- Class: Sorting algorithm
- Data structure: Trie
- Worst-case performance: O(wn)
- Worst-case space complexity: O(wn)
- Optimal: ?

= Burstsort =

Burstsort and its variants are cache-efficient algorithms for sorting strings. They are variants of the traditional radix sort but faster for large data sets of common strings, first published in 2003, with some optimizing versions published in later years.

Burstsort algorithms use a trie to store prefixes of strings, with growable arrays of pointers as end nodes containing sorted, unique, suffixes (referred to as buckets). Some variants copy the string tails into the buckets. As the buckets grow beyond a predetermined threshold, the buckets are "burst" into tries, giving the sort its name. A more recent variant uses a bucket index with smaller sub-buckets to reduce memory usage. Most implementations delegate to multikey quicksort, an extension of three-way radix quicksort, to sort the contents of the buckets. By dividing the input into buckets with common prefixes, the sorting can be done in a cache-efficient manner.

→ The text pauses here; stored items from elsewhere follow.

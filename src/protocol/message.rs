//! Outgoing message building.
//!
//! Provides the payloads handed to the transport for sending, revoking and
//! uploading, plus the record kept for a sent message.

use chrono::{DateTime, Duration, TimeZone, Utc};
use quick_xml::escape::escape;
use rand::Rng;
use serde::{Deserialize, Serialize};

use crate::types::{app_msg_types, msg_types};

/// App id the web client stamps on file messages.
pub const FILE_APP_ID: &str = "wxeb7ec651dd0aefa9";

/// Generate a client-side message id.
///
/// The id is the send time in units of 100ns, so the send time can be
/// recovered from it later.
pub fn generate_local_id() -> String {
    let now = Utc::now();
    let ticks = now.timestamp() * 10_000_000 + i64::from(now.timestamp_subsec_nanos() / 100);
    // low digits jittered: two sends in one tick must differ
    let jitter: i64 = rand::thread_rng().gen_range(0..100);
    (ticks - ticks % 100 + jitter).to_string()
}

/// Recover the send time encoded in a local id.
pub fn local_id_time(local_id: &str) -> Option<DateTime<Utc>> {
    let ticks: i64 = local_id.parse().ok()?;
    Utc.timestamp_opt(ticks / 10_000_000, 0).single()
}

/// Message body posted by the send endpoint.
#[derive(Debug, Clone, PartialEq, Eq, Serialize, Deserialize)]
#[serde(rename_all = "PascalCase")]
pub struct OutgoingMessage {
    #[serde(rename = "Type")]
    pub msg_type: i32,
    pub content: String,
    pub from_user_name: String,
    pub to_user_name: String,
    #[serde(rename = "LocalID")]
    pub local_id: String,
    pub client_msg_id: String,
    #[serde(skip_serializing_if = "Option::is_none")]
    pub media_id: Option<String>,
}

impl OutgoingMessage {
    pub fn new(
        msg_type: i32,
        content: impl Into<String>,
        from_user_name: impl Into<String>,
        to_user_name: impl Into<String>,
        media_id: Option<String>,
    ) -> Self {
        let id = generate_local_id();
        Self {
            msg_type,
            content: content.into(),
            from_user_name: from_user_name.into(),
            to_user_name: to_user_name.into(),
            local_id: id.clone(),
            client_msg_id: id,
            media_id,
        }
    }

    /// Build a text message.
    pub fn text(
        content: impl Into<String>,
        from_user_name: impl Into<String>,
        to_user_name: impl Into<String>,
    ) -> Self {
        Self::new(msg_types::TEXT, content, from_user_name, to_user_name, None)
    }

    /// Build a message pointing at an already uploaded media id.
    pub fn media(
        msg_type: i32,
        from_user_name: impl Into<String>,
        to_user_name: impl Into<String>,
        media_id: impl Into<String>,
    ) -> Self {
        Self::new(msg_type, "", from_user_name, to_user_name, Some(media_id.into()))
    }
}

/// What an upload will be sent as.
#[derive(Debug, Clone, Copy, PartialEq, Eq, Serialize, Deserialize)]
pub enum MediaUploadKind {
    Image,
    Video,
    File,
}

impl MediaUploadKind {
    pub fn msg_type(&self) -> i32 {
        match self {
            MediaUploadKind::Image => msg_types::IMAGE,
            MediaUploadKind::Video => msg_types::VIDEO,
            MediaUploadKind::File => msg_types::APP,
        }
    }
}

/// A file to upload, then send as a media message.
#[derive(Debug, Clone, PartialEq, Eq)]
pub struct MediaUpload {
    pub kind: MediaUploadKind,
    pub from_user_name: String,
    pub to_user_name: String,
    pub file_name: String,
    pub data: Vec<u8>,
    pub local_id: String,
}

impl MediaUpload {
    pub fn new(
        kind: MediaUploadKind,
        from_user_name: impl Into<String>,
        to_user_name: impl Into<String>,
        file_name: impl Into<String>,
        data: Vec<u8>,
    ) -> Self {
        Self {
            kind,
            from_user_name: from_user_name.into(),
            to_user_name: to_user_name.into(),
            file_name: file_name.into(),
            data,
            local_id: generate_local_id(),
        }
    }

    /// The message that delivers this upload once the server has assigned
    /// it `media_id`.
    ///
    /// Files travel as an app message whose body points at the attachment.
    pub fn message(&self, media_id: impl Into<String>) -> OutgoingMessage {
        let media_id = media_id.into();
        let mut msg = match self.kind {
            MediaUploadKind::File => OutgoingMessage::new(
                msg_types::APP,
                self.attachment_xml(&media_id),
                self.from_user_name.as_str(),
                self.to_user_name.as_str(),
                None,
            ),
            kind => OutgoingMessage::media(
                kind.msg_type(),
                self.from_user_name.as_str(),
                self.to_user_name.as_str(),
                media_id,
            ),
        };
        msg.local_id = self.local_id.clone();
        msg.client_msg_id = self.local_id.clone();
        msg
    }

    fn attachment_xml(&self, attach_id: &str) -> String {
        let ext = self
            .file_name
            .rsplit_once('.')
            .map(|(_, ext)| ext)
            .unwrap_or_default();
        format!(
            "<appmsg appid=\"{}\" sdkver=\"\"><title>{}</title><des></des><action></action>\
             <type>{}</type><content></content><url></url><lowurl></lowurl>\
             <appattach><totallen>{}</totallen><attachid>{}</attachid><fileext>{}</fileext>\
             </appattach><extinfo></extinfo></appmsg>",
            FILE_APP_ID,
            escape(self.file_name.as_str()),
            app_msg_types::ATTACH,
            self.data.len(),
            escape(attach_id),
            escape(ext),
        )
    }
}

/// Body posted to accept a friend request.
#[derive(Debug, Clone, PartialEq, Eq)]
pub struct FriendVerification {
    pub user_name: String,
    /// Ticket carried by the request's recommend info.
    pub ticket: String,
    pub verify_content: String,
}

/// Server acknowledgement of a sent message.
#[derive(Debug, Clone, Default, PartialEq, Eq, Serialize, Deserialize)]
#[serde(rename_all = "PascalCase")]
pub struct SendReceipt {
    #[serde(rename = "MsgID")]
    pub msg_id: String,
    #[serde(rename = "LocalID")]
    pub local_id: String,
}

/// Body posted to revoke a sent message.
#[derive(Debug, Clone, PartialEq, Eq, Serialize, Deserialize)]
#[serde(rename_all = "PascalCase")]
pub struct RevokeRequest {
    pub client_msg_id: String,
    pub svr_msg_id: String,
    pub to_user_name: String,
}

/// A message the server accepted.
#[derive(Debug, Clone, PartialEq, Eq)]
pub struct SentMessage {
    pub to_user_name: String,
    pub client_msg_id: String,
    /// Server-assigned id.
    pub msg_id: String,
    pub sent_at: DateTime<Utc>,
}

impl SentMessage {
    pub fn new(to_user_name: impl Into<String>, client_msg_id: impl Into<String>, receipt: SendReceipt) -> Self {
        let client_msg_id = client_msg_id.into();
        let sent_at = local_id_time(&client_msg_id).unwrap_or_else(Utc::now);
        Self {
            to_user_name: to_user_name.into(),
            client_msg_id,
            msg_id: receipt.msg_id,
            sent_at,
        }
    }

    /// Whether the message is still inside the revoke window at `now`.
    pub fn can_revoke(&self, window: Duration, now: DateTime<Utc>) -> bool {
        now - self.sent_at < window
    }

    pub fn revoke_request(&self) -> RevokeRequest {
        RevokeRequest {
            client_msg_id: self.client_msg_id.clone(),
            svr_msg_id: self.msg_id.clone(),
            to_user_name: self.to_user_name.clone(),
        }
    }
}

#[cfg(test)]
mod tests {
    use super::*;

    #[test]
    fn test_local_id_encodes_send_time() {
        let before = Utc::now().timestamp();
        let id = generate_local_id();
        let at = local_id_time(&id).unwrap().timestamp();
        assert!(at >= before - 1 && at <= Utc::now().timestamp());
    }

    #[test]
    fn test_build_text_message() {
        let msg = OutgoingMessage::text("hello", "@me", "@friend");
        assert_eq!(msg.msg_type, msg_types::TEXT);
        assert_eq!(msg.local_id, msg.client_msg_id);
        assert!(msg.media_id.is_none());

        let json = serde_json::to_value(&msg).unwrap();
        assert_eq!(json["Type"], 1);
        assert_eq!(json["ToUserName"], "@friend");
        assert!(json.get("MediaId").is_none());
    }

    #[test]
    fn test_upload_becomes_media_message() {
        let upload = MediaUpload::new(MediaUploadKind::Image, "@me", "@friend", "cat.png", vec![1, 2]);
        let msg = upload.message("media-1");
        assert_eq!(msg.msg_type, msg_types::IMAGE);
        assert_eq!(msg.media_id.as_deref(), Some("media-1"));
        assert_eq!(msg.local_id, upload.local_id);
        assert!(msg.content.is_empty());

        let video = MediaUpload::new(MediaUploadKind::Video, "@me", "@friend", "clip.mp4", vec![]);
        assert_eq!(video.message("media-2").msg_type, msg_types::VIDEO);
    }

    #[test]
    fn test_file_upload_becomes_app_message() {
        let upload = MediaUpload::new(MediaUploadKind::File, "@me", "@friend", "a&b.pdf", vec![0; 42]);
        let msg = upload.message("@attach_1");
        assert_eq!(msg.msg_type, msg_types::APP);
        assert!(msg.media_id.is_none());
        assert!(msg.content.contains("<title>a&amp;b.pdf</title>"));
        assert!(msg.content.contains("<type>6</type>"));
        assert!(msg.content.contains("<totallen>42</totallen>"));
        assert!(msg.content.contains("<attachid>@attach_1</attachid>"));
        assert!(msg.content.contains("<fileext>pdf</fileext>"));
        assert!(msg.content.contains(FILE_APP_ID));
    }

    #[test]
    fn test_revoke_window() {
        let receipt = SendReceipt {
            msg_id: "svr-1".into(),
            local_id: String::new(),
        };
        let sent = SentMessage::new("@friend", generate_local_id(), receipt);
        let window = Duration::seconds(120);
        assert!(sent.can_revoke(window, Utc::now()));
        assert!(!sent.can_revoke(window, Utc::now() + Duration::seconds(121)));

        let request = sent.revoke_request();
        assert_eq!(request.svr_msg_id, "svr-1");
        assert_eq!(request.to_user_name, "@friend");
    }
}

Burstsort was introduced as a sort that is similar to MSD radix sort, but is faster due to being aware of caching and related radixes being stored closer to each other due to specifics of trie structure. It exploits specifics of strings that are usually encountered in real world. And although asymptotically it is the same as radix sort, with time complexity of O(wn) (w – word length and n – number of strings to be sorted), but due to better memory distribution it tends to be twice as fast on big data sets of strings. It has been billed as the "fastest known algorithm to sort large sets of strings".